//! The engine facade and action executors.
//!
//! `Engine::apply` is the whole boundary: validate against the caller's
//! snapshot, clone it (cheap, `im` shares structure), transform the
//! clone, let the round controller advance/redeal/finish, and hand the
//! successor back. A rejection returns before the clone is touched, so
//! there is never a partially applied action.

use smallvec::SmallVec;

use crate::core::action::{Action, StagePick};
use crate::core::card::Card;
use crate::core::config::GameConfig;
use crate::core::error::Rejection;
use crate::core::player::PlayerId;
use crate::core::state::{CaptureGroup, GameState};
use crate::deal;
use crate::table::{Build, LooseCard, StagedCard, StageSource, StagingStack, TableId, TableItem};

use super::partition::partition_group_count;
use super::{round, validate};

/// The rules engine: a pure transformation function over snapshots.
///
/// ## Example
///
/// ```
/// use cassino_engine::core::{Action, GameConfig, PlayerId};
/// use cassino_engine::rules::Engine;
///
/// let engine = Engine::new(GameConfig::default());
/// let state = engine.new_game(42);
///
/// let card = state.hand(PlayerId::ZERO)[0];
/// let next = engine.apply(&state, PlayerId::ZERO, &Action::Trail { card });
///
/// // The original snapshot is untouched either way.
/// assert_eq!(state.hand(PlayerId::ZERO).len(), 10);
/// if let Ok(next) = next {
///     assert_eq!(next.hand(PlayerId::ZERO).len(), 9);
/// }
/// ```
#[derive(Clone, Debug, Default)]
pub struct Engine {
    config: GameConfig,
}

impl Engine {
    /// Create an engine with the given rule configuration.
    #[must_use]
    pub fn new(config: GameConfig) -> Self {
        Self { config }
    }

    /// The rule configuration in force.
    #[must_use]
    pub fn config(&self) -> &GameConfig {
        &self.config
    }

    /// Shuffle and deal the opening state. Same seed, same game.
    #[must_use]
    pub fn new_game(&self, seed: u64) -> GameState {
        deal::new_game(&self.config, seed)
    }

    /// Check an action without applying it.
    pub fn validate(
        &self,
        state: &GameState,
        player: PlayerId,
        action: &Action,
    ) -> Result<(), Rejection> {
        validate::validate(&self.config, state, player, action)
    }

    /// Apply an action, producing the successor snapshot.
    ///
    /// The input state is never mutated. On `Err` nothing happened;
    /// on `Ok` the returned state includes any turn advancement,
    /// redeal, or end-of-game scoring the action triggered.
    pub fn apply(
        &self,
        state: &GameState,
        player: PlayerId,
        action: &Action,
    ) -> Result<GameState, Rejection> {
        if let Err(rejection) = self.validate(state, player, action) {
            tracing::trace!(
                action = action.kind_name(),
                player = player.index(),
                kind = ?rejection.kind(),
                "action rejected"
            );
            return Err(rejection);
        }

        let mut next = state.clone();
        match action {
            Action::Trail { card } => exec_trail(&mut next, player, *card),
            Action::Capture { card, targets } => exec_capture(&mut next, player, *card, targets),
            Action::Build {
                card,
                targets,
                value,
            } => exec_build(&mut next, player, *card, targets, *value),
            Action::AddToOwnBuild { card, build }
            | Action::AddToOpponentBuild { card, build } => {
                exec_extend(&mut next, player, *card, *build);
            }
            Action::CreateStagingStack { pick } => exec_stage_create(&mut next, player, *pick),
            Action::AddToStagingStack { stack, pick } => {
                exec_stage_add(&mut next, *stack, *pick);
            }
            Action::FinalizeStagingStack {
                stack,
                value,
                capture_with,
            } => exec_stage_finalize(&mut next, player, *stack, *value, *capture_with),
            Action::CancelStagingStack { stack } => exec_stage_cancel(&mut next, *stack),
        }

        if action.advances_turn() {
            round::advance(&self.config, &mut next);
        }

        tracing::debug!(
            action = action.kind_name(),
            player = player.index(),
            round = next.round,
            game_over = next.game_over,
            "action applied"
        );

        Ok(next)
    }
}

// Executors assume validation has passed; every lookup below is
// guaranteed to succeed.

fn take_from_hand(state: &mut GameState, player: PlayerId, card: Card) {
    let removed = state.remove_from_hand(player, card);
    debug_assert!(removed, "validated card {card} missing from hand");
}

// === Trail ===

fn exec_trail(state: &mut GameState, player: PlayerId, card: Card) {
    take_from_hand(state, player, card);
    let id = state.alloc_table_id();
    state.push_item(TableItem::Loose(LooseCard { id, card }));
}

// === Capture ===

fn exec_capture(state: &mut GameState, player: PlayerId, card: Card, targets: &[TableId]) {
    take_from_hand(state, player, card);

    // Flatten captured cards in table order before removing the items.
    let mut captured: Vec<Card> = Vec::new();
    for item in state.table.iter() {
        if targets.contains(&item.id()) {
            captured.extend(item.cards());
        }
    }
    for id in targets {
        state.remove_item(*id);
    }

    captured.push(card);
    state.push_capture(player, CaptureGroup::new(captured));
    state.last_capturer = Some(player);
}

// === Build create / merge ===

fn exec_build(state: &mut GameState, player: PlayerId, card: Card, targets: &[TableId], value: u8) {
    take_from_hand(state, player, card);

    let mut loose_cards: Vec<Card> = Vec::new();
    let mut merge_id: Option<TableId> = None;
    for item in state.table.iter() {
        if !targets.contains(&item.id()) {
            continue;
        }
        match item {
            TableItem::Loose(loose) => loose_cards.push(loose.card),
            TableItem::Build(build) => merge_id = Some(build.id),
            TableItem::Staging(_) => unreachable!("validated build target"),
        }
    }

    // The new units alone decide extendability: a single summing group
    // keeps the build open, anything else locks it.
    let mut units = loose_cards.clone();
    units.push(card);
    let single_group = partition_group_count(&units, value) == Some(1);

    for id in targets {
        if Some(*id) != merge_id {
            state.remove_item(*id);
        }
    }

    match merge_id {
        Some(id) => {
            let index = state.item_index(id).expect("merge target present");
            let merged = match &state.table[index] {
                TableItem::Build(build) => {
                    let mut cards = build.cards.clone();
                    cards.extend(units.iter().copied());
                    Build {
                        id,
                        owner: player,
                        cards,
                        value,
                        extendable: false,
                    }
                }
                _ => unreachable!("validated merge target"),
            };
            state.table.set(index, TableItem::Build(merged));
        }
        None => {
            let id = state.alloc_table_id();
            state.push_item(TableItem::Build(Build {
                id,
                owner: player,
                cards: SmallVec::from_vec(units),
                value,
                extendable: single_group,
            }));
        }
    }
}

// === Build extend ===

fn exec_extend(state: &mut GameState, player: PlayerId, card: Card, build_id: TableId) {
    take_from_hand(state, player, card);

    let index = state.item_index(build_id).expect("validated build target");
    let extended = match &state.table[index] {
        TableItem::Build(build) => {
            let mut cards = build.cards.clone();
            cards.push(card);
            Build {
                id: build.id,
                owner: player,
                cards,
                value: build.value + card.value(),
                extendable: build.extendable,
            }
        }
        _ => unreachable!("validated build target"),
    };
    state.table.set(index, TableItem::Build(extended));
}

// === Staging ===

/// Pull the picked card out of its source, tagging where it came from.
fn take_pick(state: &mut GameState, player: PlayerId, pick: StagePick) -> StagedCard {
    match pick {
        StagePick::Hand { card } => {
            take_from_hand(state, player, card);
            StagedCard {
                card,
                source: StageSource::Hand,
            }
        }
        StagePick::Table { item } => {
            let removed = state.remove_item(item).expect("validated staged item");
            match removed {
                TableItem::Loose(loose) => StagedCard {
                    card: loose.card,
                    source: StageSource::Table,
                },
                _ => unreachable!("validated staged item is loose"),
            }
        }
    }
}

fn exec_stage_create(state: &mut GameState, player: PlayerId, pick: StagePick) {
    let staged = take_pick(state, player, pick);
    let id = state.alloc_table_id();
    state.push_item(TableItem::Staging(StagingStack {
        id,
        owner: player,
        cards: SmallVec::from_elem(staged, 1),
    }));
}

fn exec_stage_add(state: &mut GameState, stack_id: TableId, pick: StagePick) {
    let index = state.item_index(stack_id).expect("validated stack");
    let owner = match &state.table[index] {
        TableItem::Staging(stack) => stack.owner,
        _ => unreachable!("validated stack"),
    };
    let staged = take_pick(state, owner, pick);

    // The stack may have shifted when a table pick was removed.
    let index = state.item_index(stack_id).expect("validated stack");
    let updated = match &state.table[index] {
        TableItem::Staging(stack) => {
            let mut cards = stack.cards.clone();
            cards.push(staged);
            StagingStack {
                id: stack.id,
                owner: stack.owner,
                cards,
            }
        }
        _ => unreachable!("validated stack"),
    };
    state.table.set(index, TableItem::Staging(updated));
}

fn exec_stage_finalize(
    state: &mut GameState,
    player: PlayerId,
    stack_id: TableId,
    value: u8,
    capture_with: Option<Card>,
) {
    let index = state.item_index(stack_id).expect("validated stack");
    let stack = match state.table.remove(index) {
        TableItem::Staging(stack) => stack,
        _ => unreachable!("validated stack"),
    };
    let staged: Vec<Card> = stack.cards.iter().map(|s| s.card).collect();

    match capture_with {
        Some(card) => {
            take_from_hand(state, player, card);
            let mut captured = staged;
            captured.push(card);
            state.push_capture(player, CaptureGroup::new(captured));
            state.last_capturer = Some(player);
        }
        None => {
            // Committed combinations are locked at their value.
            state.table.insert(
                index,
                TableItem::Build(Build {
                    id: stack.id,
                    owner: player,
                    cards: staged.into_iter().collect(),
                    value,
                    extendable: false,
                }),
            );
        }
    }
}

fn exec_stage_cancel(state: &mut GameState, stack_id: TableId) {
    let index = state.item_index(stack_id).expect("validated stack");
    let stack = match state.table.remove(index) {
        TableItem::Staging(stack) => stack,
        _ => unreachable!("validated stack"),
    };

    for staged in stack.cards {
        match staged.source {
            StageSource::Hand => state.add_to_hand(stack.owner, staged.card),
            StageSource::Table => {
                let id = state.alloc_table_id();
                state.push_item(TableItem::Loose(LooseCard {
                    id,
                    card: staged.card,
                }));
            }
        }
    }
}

Your assignment: Please return only the lines above, starting at the line that has "use crate::core::error::Rejection;" and ending at the line that has "The input state", keeping both and leaving each one unchanged.

Written reply:
use crate::core::error::Rejection;
use crate::core::player::PlayerId;
use crate::core::state::{CaptureGroup, GameState};
use crate::deal;
use crate::table::{Build, LooseCard, StagedCard, StageSource, StagingStack, TableId, TableItem};

use super::partition::partition_group_count;
use super::{round, validate};

/// The rules engine: a pure transformation function over snapshots.
///
/// ## Example
///
/// ```
/// use cassino_engine::core::{Action, GameConfig, PlayerId};
/// use cassino_engine::rules::Engine;
///
/// let engine = Engine::new(GameConfig::default());
/// let state = engine.new_game(42);
///
/// let card = state.hand(PlayerId::ZERO)[0];
/// let next = engine.apply(&state, PlayerId::ZERO, &Action::Trail { card });
///
/// // The original snapshot is untouched either way.
/// assert_eq!(state.hand(PlayerId::ZERO).len(), 10);
/// if let Ok(next) = next {
///     assert_eq!(next.hand(PlayerId::ZERO).len(), 9);
/// }
/// ```
#[derive(Clone, Debug, Default)]
pub struct Engine {
    config: GameConfig,
}

impl Engine {
    /// Create an engine with the given rule configuration.
    #[must_use]
    pub fn new(config: GameConfig) -> Self {
        Self { config }
    }

    /// The rule configuration in force.
    #[must_use]
    pub fn config(&self) -> &GameConfig {
        &self.config
    }

    /// Shuffle and deal the opening state. Same seed, same game.
    #[must_use]
    pub fn new_game(&self, seed: u64) -> GameState {
        deal::new_game(&self.config, seed)
    }

    /// Check an action without applying it.
    pub fn validate(
        &self,
        state: &GameState,
        player: PlayerId,
        action: &Action,
    ) -> Result<(), Rejection> {
        validate::validate(&self.config, state, player, action)
    }

    /// Apply an action, producing the successor snapshot.
    ///
    /// The input state is never mutated. On `Err` nothing happened;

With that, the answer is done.